Не забывал России и Русанов, иначе бы его не волновали ни начавшаяся Русско-японская война 1904–1905 годов, ни совпавший с ней подъем революционного движения. В письме матери от 17 марта 1904 года он просит: «Напиши, пожалуйста, какие у вас по поводу войны настроения?» (1945, с. 376). О каких настроениях могла идти речь, если матросы 2-й Тихоокеанской эскадры, направлявшиеся на выручку осажденного Порт-Артура и оказавшиеся в аду Цусимы, отчетливо сознавали, что их победа приведет к поражению революции, а поражение в бою — к собственной гибели. Когда газеты сообщали о многочисленных революционных выступлениях, его сердце остается с Россией. «Вы мне не советуете в Россию впредь до успокоения, — читаем в письме Русанова родным от 30 марта 1907 года, — но я боюсь, что успокоения пришлось бы ждать долгие годы, не говоря ни о чем прочем, очень и очень интересно повидать родину именно теперь» (1945, с. 382).
На этом фоне совершенно естественным выглядит его письмо русскому военному министру Сахарову, поступок совершенно неординарный для политического эмигранта и революционера, каким представляют Русанова многие исследователи его биографии. «Зная, что вопрос о прохождении Балтийской эскадрой (в литературе обычно 2-й Тихоокеанской. — В. К.) через Северный Ледовитый океан обсуждался весьма компетентными лицами, я все же решаюсь представить на Ваше усмотрение свои собственные соображения по этому предмету» (1975, с. 16). Это письмо интересно с точки зрения, во-первых, отношения Русанова к судьбам страны и, во-вторых, его несомненным интересом к изучению Арктики. Думать о ней из Парижа представляется странным — и тем не менее это так. Поскольку высказанные в этом письме идеи были через несколько лет претворены Русановым в жизнь, уже поэтому письмо к Сахарову требует более детального рассмотрения, несмотря на то, что русановские предложения были отвергнуты компетентной комиссией по очевидной причине — осажденный Порт-Артур не мог ждать проведения исследований для обеспечения успешного похода русских военных кораблей к нему на помощь Северным морским путем. Однако на будущее многие предложения автора письма представляют несомненный интерес, а главное, многое объясняют в его последующей деятельности.
Возможность плавания в Северном Ледовитом океане Русанов уже тогда связывал с отепляющим влиянием Гольфстрима. При этом исследования он предлагал вести двумя отрядами, каждый из двух судов ледокольного типа, с востока (от Берингова пролива) и с запада — со стороны Атлантики. Частично эта идея нашла свое воплощение в исследованиях Гидрографической экспедиции Северного Ледовитого океана 1910–1915 годов, у истоков которой стоял Александр Васильевич Колчак.

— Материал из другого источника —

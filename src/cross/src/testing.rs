//! A backend that records what the passes ask of it.

use std::collections::HashMap;

use crate::*;

#[derive(Debug, Default)]
pub(crate) struct Recorder {
    pub(crate) names: HashMap<u32, String>,
    pub(crate) column_major: Vec<(u32, u32)>,
    pub(crate) row_major_cleared: Vec<(u32, u32)>,
    /// Pairs returned from `combine_samplers`.
    pub(crate) combined: Vec<CombinedSampler>,
    pub(crate) emitted: bool,
}

impl Recorder {
    pub(crate) fn name(&self, id: u32) -> Option<&str> {
        self.names.get(&id).map(|name| &name[..])
    }
}

impl Annotate for Recorder {
    fn name_of(&mut self, id: u32) -> Result<String> {
        Ok(self.names.get(&id).cloned().unwrap_or_default())
    }

    fn rename(&mut self, id: u32, name: &str) -> Result<()> {
        self.names.insert(id, name.to_owned());
        Ok(())
    }

    fn set_column_major(&mut self, struct_id: u32, member: u32) -> Result<()> {
        self.column_major.push((struct_id, member));
        Ok(())
    }

    fn clear_row_major(&mut self, struct_id: u32, member: u32) -> Result<()> {
        self.row_major_cleared.push((struct_id, member));
        Ok(())
    }
}

impl Backend for Recorder {
    fn combine_samplers(&mut self) -> Result<Vec<CombinedSampler>> {
        Ok(self.combined.clone())
    }

    fn emit_source(&mut self) -> Result<String> {
        self.emitted = true;
        Ok(String::new())
    }
}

Русановская программа наблюдений, изложенная в письме Сахарову, включала гидрографические и океанографические работы с передачей информации на материк доступными средствами — от почтовых голубей до телеграфа. «Этот флот, — писал Русанов, — если море окажется свободным, а прочие условия благоприятными, сможет достичь Тихого океана, затратив 18 дней приблизительно на переезд от Карских Ворот до Берингова пролива» (там же). Такой вывод при уровне тогдашнего мореплавания не представляется реальным. Первый поход наших военных кораблей в 30-е годы XX века занял почти три месяца, а за 18 суток был выполнен экспериментальный рейс весной 1978 года в сопровождении атомного ледокола.